▶ _Exercise brief_
Nothing but the lines from the one with "Some(value) => options" through the final line of the entries below should be written out, each exactly as given.

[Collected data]
◆ ◆ ◆ ◆ ◆
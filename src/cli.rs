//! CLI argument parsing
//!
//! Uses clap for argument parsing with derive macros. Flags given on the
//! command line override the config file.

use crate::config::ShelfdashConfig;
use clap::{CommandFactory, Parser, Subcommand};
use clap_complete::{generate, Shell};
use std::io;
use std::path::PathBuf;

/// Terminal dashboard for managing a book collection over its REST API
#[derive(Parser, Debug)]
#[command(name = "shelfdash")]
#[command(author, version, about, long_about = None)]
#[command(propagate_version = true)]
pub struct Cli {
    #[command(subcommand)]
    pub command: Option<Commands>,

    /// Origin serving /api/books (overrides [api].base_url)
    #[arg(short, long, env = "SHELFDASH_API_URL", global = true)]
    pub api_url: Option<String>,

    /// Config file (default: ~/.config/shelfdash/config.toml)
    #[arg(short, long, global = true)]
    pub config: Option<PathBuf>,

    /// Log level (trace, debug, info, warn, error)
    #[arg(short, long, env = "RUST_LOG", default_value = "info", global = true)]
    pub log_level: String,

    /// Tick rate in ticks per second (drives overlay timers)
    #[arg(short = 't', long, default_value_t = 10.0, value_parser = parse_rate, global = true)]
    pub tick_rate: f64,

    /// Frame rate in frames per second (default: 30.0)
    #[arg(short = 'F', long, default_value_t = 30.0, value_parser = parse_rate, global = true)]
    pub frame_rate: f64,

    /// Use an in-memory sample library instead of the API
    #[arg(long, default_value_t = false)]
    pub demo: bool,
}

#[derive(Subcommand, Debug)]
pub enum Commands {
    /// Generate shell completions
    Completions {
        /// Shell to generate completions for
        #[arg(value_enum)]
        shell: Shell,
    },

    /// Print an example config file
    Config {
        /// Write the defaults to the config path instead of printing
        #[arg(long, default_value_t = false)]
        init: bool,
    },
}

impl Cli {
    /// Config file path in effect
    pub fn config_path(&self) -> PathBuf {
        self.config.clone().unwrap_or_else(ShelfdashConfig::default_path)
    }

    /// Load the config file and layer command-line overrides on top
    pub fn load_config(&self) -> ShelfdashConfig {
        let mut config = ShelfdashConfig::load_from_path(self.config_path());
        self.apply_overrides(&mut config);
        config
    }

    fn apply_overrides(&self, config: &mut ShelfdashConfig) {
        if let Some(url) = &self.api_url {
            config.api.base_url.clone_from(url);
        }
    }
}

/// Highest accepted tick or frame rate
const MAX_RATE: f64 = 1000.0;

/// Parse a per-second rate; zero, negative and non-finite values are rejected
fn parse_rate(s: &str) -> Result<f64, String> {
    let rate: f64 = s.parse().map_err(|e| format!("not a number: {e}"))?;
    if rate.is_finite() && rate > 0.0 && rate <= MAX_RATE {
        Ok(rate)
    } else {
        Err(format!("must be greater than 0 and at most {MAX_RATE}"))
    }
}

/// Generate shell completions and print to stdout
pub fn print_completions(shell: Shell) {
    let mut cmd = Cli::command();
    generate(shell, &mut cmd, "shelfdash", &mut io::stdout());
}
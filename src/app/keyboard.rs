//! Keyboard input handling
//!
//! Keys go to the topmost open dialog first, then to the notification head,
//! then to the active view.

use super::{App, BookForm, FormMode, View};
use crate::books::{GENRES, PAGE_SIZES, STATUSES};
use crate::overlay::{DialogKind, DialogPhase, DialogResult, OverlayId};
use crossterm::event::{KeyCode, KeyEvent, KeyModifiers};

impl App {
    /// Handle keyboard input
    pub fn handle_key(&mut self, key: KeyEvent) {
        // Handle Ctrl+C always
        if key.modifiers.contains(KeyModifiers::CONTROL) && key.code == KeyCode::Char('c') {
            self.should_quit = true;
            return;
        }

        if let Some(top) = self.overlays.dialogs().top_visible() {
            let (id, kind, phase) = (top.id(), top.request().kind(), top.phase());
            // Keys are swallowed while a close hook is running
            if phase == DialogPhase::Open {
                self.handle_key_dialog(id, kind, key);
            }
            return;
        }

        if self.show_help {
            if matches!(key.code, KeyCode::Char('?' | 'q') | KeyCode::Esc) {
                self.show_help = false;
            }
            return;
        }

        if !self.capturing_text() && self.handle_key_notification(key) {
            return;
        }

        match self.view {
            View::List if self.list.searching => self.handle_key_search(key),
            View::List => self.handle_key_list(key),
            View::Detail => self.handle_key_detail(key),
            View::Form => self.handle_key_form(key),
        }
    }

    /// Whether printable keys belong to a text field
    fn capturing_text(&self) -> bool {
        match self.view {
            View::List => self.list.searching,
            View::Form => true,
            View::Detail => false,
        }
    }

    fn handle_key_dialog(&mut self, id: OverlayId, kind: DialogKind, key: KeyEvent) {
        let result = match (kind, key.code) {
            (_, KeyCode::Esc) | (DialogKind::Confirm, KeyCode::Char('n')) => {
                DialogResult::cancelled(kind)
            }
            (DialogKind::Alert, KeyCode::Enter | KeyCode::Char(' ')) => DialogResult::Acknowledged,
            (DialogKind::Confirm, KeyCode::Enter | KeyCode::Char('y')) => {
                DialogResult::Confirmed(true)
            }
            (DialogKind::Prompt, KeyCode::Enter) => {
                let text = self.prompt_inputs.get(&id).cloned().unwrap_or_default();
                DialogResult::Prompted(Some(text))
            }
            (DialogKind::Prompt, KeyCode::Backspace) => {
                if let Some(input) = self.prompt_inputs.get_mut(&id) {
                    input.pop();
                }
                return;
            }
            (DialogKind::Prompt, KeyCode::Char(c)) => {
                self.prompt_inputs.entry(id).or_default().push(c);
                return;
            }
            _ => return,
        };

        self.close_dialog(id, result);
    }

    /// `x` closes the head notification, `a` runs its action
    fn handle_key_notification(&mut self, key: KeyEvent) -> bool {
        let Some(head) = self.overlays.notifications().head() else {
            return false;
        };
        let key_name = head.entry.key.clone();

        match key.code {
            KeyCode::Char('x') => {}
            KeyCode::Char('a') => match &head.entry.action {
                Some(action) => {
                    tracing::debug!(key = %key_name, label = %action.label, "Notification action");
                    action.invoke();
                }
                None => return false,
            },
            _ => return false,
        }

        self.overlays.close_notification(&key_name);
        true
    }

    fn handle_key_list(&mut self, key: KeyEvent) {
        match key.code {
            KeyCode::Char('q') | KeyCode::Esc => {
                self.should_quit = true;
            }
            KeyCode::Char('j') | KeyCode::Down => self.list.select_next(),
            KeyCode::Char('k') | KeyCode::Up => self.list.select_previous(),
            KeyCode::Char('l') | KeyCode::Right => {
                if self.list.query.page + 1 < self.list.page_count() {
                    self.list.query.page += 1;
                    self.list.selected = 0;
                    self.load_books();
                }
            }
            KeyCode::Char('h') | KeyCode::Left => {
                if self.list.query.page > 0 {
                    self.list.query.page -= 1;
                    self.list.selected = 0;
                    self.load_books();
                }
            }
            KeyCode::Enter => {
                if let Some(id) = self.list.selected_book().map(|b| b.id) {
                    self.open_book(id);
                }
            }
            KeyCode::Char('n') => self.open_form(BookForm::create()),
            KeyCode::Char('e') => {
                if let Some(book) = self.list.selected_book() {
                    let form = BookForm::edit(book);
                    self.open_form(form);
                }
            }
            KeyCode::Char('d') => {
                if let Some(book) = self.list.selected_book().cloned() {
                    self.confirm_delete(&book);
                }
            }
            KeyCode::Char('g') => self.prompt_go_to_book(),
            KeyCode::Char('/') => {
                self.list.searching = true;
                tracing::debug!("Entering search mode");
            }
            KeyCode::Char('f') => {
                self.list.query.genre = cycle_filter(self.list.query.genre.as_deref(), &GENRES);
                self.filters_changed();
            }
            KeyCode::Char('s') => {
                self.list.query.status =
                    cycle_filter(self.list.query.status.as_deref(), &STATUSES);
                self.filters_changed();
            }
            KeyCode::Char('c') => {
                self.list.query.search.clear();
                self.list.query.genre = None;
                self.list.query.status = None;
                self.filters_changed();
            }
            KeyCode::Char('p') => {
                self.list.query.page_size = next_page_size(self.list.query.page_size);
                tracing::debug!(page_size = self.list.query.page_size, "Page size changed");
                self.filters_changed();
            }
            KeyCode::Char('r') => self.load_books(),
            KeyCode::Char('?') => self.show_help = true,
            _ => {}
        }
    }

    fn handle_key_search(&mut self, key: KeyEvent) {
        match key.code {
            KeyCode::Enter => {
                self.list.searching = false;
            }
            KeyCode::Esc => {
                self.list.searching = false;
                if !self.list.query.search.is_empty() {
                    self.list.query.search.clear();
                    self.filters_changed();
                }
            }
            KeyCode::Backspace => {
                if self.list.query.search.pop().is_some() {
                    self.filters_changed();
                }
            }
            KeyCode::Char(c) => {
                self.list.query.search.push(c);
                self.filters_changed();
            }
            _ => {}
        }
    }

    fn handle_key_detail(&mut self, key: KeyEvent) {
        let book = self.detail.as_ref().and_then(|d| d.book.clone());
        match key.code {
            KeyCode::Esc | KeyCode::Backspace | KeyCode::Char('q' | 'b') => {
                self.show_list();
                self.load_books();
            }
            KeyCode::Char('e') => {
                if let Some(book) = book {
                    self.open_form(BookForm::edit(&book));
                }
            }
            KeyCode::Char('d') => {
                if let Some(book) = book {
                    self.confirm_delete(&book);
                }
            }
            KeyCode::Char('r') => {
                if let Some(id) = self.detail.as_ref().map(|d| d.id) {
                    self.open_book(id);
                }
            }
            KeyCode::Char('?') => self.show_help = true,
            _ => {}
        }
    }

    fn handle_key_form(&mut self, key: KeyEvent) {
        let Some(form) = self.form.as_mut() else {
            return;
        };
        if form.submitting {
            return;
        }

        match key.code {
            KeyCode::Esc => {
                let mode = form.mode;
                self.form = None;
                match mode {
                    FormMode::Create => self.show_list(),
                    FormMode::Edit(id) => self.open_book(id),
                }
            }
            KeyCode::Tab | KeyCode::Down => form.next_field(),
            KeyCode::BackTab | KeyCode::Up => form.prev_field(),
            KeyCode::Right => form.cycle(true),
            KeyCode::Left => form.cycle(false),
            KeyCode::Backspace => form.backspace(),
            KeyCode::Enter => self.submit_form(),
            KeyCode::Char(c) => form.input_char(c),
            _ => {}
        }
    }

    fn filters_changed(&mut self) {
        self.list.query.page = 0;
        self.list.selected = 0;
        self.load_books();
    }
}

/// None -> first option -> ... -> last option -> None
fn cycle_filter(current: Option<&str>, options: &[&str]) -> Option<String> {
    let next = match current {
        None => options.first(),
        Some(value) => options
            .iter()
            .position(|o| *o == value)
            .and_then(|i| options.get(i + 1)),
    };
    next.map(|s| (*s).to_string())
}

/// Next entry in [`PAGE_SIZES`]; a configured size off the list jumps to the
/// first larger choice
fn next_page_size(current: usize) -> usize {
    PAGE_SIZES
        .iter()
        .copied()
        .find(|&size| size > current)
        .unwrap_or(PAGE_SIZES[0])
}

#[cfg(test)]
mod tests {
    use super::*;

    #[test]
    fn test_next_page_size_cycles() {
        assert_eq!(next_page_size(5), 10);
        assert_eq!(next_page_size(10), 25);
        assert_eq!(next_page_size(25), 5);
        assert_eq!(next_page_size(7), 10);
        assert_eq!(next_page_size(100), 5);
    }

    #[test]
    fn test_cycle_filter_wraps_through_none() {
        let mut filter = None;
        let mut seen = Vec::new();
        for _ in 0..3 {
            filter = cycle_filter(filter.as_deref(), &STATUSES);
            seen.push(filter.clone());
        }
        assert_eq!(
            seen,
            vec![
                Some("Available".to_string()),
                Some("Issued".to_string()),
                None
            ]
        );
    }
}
◆ ◆ ◆ ◆ ◆
▶ _Answer for the task_
        Some(value) => options
            .iter()
            .position(|o| *o == value)
            .and_then(|i| options.get(i + 1)),
    };
    next.map(|s| (*s).to_string())
}

/// Next entry in [`PAGE_SIZES`]; a configured size off the list jumps to the
/// first larger choice
fn next_page_size(current: usize) -> usize {
    PAGE_SIZES
        .iter()
        .copied()
        .find(|&size| size > current)
        .unwrap_or(PAGE_SIZES[0])
}

#[cfg(test)]
mod tests {
    use super::*;

    #[test]
    fn test_next_page_size_cycles() {
        assert_eq!(next_page_size(5), 10);
        assert_eq!(next_page_size(10), 25);
        assert_eq!(next_page_size(25), 5);
        assert_eq!(next_page_size(7), 10);
        assert_eq!(next_page_size(100), 5);
    }

    #[test]
    fn test_cycle_filter_wraps_through_none() {
        let mut filter = None;
        let mut seen = Vec::new();
        for _ in 0..3 {
            filter = cycle_filter(filter.as_deref(), &STATUSES);
            seen.push(filter.clone());
        }
        assert_eq!(
            seen,
            vec![
                Some("Available".to_string()),
                Some("Issued".to_string()),
                None
            ]
        );
    }
}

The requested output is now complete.